Data extracts:

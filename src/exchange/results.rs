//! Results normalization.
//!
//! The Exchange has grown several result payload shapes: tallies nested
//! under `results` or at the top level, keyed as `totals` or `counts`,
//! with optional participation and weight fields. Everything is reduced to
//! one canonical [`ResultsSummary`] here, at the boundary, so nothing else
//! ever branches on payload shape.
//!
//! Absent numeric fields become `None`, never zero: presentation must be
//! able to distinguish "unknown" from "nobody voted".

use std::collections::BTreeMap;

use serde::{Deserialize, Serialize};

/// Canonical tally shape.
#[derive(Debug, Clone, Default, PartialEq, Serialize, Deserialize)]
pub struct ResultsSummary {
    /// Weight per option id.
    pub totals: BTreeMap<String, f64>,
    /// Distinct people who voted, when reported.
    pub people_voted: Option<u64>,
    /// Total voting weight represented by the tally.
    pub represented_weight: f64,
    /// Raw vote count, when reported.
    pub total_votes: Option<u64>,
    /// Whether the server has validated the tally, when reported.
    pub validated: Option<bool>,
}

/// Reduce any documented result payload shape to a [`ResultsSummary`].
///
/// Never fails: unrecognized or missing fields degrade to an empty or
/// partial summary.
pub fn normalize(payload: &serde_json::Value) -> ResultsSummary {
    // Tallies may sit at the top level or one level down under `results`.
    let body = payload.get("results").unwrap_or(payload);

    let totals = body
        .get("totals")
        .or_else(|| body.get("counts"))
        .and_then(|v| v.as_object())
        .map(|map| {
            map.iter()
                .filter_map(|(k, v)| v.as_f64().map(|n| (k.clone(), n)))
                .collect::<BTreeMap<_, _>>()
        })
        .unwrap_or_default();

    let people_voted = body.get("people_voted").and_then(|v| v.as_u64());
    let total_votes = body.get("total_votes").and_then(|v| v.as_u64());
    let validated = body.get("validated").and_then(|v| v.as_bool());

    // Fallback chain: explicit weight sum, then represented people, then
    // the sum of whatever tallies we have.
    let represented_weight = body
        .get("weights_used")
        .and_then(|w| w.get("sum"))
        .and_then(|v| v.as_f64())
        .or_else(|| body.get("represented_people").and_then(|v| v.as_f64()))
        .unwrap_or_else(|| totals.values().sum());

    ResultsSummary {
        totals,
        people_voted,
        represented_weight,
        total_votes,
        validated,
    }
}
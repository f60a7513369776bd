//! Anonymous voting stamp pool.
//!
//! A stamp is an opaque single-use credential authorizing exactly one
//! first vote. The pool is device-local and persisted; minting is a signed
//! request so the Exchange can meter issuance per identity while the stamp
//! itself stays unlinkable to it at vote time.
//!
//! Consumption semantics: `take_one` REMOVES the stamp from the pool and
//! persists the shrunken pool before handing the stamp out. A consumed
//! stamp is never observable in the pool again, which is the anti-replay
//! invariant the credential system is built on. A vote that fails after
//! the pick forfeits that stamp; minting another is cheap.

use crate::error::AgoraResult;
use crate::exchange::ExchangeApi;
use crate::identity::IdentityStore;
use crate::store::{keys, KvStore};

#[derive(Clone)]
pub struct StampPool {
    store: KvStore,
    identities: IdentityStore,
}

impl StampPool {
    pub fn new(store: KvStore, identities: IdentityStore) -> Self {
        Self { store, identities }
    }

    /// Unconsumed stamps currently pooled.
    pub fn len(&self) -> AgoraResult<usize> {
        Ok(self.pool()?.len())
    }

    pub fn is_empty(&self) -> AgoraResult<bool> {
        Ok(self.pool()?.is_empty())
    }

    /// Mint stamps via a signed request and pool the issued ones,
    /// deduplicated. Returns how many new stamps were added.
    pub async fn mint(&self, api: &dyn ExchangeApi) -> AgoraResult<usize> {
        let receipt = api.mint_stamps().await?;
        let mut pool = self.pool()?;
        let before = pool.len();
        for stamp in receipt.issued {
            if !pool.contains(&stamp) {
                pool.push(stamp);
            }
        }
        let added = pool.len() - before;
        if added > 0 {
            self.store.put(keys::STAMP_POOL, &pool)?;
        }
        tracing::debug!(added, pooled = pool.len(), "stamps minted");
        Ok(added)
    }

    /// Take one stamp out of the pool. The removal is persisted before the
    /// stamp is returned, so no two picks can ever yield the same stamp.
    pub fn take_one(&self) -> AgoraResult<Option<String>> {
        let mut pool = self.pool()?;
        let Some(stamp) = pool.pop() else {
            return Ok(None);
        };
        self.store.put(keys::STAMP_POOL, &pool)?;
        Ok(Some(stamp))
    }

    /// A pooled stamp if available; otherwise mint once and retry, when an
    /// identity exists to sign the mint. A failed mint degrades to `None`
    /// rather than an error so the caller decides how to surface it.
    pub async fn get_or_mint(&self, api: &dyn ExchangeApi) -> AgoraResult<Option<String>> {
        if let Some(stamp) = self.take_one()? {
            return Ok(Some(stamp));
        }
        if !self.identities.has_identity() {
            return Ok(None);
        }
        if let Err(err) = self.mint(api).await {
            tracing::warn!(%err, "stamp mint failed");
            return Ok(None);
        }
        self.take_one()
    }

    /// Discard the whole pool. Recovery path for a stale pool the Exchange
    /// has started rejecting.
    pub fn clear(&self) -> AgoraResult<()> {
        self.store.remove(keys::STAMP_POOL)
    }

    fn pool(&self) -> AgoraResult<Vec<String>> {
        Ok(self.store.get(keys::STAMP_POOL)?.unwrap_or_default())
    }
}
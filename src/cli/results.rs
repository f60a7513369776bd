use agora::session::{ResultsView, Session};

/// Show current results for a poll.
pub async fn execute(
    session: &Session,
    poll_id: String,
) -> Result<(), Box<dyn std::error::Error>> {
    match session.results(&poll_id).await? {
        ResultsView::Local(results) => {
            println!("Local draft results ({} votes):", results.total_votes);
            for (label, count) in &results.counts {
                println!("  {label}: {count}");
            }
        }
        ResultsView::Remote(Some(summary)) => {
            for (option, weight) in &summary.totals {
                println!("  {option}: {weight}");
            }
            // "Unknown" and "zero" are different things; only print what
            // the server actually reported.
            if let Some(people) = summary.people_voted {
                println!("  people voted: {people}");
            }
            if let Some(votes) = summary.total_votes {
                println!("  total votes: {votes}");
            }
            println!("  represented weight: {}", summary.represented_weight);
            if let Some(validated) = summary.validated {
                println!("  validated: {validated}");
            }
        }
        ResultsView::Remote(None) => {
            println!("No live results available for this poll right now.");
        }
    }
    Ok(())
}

* * *

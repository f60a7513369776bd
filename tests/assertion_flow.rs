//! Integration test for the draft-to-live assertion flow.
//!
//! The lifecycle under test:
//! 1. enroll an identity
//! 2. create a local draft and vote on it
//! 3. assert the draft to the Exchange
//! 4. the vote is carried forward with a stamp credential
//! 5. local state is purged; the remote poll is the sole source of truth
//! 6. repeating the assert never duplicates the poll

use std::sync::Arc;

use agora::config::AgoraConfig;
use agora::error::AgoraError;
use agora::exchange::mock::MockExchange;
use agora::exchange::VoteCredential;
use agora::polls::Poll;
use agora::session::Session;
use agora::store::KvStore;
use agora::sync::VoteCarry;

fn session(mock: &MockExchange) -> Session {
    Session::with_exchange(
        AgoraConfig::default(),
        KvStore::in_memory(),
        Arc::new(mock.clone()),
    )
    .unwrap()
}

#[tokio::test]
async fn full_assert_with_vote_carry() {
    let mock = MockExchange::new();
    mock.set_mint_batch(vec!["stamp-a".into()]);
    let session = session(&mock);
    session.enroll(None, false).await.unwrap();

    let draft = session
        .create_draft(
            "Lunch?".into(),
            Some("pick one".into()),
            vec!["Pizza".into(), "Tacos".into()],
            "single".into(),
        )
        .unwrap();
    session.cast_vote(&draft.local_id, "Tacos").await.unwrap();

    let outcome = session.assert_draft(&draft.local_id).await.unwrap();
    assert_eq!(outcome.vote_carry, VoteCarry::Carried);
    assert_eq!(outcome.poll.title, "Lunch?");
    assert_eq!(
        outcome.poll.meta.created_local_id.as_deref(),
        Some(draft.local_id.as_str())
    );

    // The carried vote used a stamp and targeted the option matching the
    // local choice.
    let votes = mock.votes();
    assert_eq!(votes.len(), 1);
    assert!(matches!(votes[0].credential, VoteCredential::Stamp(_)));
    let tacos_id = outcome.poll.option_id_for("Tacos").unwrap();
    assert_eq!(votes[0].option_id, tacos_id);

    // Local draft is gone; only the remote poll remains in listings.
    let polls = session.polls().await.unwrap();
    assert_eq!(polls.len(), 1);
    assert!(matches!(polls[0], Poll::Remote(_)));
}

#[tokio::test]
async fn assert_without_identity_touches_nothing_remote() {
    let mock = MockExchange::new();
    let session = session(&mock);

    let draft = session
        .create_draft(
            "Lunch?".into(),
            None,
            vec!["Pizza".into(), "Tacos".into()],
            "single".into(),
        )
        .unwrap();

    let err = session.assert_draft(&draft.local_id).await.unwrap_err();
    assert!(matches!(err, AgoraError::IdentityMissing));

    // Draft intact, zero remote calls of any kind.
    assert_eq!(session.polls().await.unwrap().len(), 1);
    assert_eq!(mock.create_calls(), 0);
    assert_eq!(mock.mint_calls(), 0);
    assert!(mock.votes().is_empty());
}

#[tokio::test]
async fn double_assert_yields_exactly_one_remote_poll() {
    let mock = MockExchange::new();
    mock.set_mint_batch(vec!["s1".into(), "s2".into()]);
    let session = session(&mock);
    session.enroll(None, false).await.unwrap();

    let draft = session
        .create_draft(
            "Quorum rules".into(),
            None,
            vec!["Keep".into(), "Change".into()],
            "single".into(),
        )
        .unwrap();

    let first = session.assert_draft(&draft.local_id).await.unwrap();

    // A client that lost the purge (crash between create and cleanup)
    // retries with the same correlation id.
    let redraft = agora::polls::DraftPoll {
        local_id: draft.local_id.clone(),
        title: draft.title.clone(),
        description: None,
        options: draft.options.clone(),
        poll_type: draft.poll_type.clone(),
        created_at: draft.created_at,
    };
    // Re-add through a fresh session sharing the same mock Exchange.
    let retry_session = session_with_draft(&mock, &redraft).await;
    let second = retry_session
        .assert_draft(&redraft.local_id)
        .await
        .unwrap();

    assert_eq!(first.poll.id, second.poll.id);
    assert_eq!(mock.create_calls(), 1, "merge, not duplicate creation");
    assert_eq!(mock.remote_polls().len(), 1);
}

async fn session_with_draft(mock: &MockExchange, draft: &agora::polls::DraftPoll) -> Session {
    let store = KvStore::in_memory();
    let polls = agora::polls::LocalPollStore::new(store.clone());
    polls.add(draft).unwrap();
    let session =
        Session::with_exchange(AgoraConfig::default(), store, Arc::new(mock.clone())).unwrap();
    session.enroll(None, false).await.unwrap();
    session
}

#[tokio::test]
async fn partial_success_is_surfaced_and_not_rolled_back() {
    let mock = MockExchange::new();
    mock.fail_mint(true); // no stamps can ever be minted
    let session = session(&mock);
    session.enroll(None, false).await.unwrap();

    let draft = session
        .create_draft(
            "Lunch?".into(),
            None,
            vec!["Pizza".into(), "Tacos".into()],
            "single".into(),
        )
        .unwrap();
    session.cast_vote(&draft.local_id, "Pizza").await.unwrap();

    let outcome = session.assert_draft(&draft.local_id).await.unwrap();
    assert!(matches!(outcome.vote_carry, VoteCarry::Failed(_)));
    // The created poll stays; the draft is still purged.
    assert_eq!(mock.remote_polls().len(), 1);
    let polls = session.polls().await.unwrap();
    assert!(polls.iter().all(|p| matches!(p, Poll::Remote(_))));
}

Your instructions:
Please reproduce the lines from the line with "filename src/exchange/results.rs" to the line with "per option id.", both ends included, exactly as they appear above.

Exercise answer:
filename src/exchange/results.rs
//! Results normalization.
//!
//! The Exchange has grown several result payload shapes: tallies nested
//! under `results` or at the top level, keyed as `totals` or `counts`,
//! with optional participation and weight fields. Everything is reduced to
//! one canonical [`ResultsSummary`] here, at the boundary, so nothing else
//! ever branches on payload shape.
//!
//! Absent numeric fields become `None`, never zero: presentation must be
//! able to distinguish "unknown" from "nobody voted".

use std::collections::BTreeMap;

use serde::{Deserialize, Serialize};

/// Canonical tally shape.
#[derive(Debug, Clone, Default, PartialEq, Serialize, Deserialize)]
pub struct ResultsSummary {
    /// Weight per option id.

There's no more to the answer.